*** Opening Material provided ***
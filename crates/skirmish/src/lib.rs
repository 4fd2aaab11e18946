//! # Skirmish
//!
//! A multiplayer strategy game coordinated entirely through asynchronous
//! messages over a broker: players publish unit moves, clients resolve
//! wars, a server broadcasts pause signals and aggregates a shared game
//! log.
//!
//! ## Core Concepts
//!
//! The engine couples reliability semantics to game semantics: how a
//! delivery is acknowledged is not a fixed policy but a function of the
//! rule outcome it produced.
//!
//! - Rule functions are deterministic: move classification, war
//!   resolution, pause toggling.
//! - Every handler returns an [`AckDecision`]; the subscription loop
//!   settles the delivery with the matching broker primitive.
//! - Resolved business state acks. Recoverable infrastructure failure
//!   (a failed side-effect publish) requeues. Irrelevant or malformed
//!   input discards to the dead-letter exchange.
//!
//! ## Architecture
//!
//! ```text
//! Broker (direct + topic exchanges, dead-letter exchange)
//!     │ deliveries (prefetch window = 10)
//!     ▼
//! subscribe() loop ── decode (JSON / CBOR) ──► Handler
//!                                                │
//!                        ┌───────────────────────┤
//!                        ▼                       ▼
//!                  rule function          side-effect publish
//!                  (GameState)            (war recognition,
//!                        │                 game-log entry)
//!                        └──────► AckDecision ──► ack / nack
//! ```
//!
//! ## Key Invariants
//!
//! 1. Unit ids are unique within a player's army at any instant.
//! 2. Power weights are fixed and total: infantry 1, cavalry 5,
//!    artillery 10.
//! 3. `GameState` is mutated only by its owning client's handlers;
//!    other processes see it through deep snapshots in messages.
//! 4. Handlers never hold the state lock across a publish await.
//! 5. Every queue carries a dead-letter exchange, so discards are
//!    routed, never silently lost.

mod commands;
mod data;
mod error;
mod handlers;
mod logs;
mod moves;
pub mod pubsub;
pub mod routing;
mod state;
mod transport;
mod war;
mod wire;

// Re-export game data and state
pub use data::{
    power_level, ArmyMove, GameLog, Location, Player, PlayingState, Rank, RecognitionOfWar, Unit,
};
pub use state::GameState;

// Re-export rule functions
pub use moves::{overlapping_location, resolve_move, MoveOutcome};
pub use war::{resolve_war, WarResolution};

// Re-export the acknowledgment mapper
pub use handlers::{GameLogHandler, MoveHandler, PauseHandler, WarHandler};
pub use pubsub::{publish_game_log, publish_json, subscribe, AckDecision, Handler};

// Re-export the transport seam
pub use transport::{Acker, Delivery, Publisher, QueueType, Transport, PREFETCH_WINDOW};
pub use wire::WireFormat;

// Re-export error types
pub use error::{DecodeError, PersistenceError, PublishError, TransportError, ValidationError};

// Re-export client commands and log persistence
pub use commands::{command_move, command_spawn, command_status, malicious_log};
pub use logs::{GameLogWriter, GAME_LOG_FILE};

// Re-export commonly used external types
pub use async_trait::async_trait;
*** Closing Material provided ***
== Task item ==
Transcribe the material above. Change nothing in it.

== Output for this exercise ==
filename crates/skirmish/src/lib.rs
repository 4fd2aaab11e18946
//! # Skirmish
//!
//! A multiplayer strategy game coordinated entirely through asynchronous
//! messages over a broker: players publish unit moves, clients resolve
//! wars, a server broadcasts pause signals and aggregates a shared game
//! log.
//!
//! ## Core Concepts
//!
//! The engine couples reliability semantics to game semantics: how a
//! delivery is acknowledged is not a fixed policy but a function of the
//! rule outcome it produced.
//!
//! - Rule functions are deterministic: move classification, war
//!   resolution, pause toggling.
//! - Every handler returns an [`AckDecision`]; the subscription loop
//!   settles the delivery with the matching broker primitive.
//! - Resolved business state acks. Recoverable infrastructure failure
//!   (a failed side-effect publish) requeues. Irrelevant or malformed
//!   input discards to the dead-letter exchange.
//!
//! ## Architecture
//!
//! ```text
//! Broker (direct + topic exchanges, dead-letter exchange)
//!     │ deliveries (prefetch window = 10)
//!     ▼
//! subscribe() loop ── decode (JSON / CBOR) ──► Handler
//!                                                │
//!                        ┌───────────────────────┤
//!                        ▼                       ▼
//!                  rule function          side-effect publish
//!                  (GameState)            (war recognition,
//!                        │                 game-log entry)
//!                        └──────► AckDecision ──► ack / nack
//! ```
//!
//! ## Key Invariants
//!
//! 1. Unit ids are unique within a player's army at any instant.
//! 2. Power weights are fixed and total: infantry 1, cavalry 5,
//!    artillery 10.
//! 3. `GameState` is mutated only by its owning client's handlers;
//!    other processes see it through deep snapshots in messages.
//! 4. Handlers never hold the state lock across a publish await.
//! 5. Every queue carries a dead-letter exchange, so discards are
//!    routed, never silently lost.

mod commands;
mod data;
mod error;
mod handlers;
mod logs;
mod moves;
pub mod pubsub;
pub mod routing;
mod state;
mod transport;
mod war;
mod wire;

// Re-export game data and state
pub use data::{
    power_level, ArmyMove, GameLog, Location, Player, PlayingState, Rank, RecognitionOfWar, Unit,
};
pub use state::GameState;

// Re-export rule functions
pub use moves::{overlapping_location, resolve_move, MoveOutcome};
pub use war::{resolve_war, WarResolution};

// Re-export the acknowledgment mapper
pub use handlers::{GameLogHandler, MoveHandler, PauseHandler, WarHandler};
pub use pubsub::{publish_game_log, publish_json, subscribe, AckDecision, Handler};

// Re-export the transport seam
pub use transport::{Acker, Delivery, Publisher, QueueType, Transport, PREFETCH_WINDOW};
pub use wire::WireFormat;

// Re-export error types
pub use error::{DecodeError, PersistenceError, PublishError, TransportError, ValidationError};

// Re-export client commands and log persistence
pub use commands::{command_move, command_spawn, command_status, malicious_log};
pub use logs::{GameLogWriter, GAME_LOG_FILE};

// Re-export commonly used external types
pub use async_trait::async_trait;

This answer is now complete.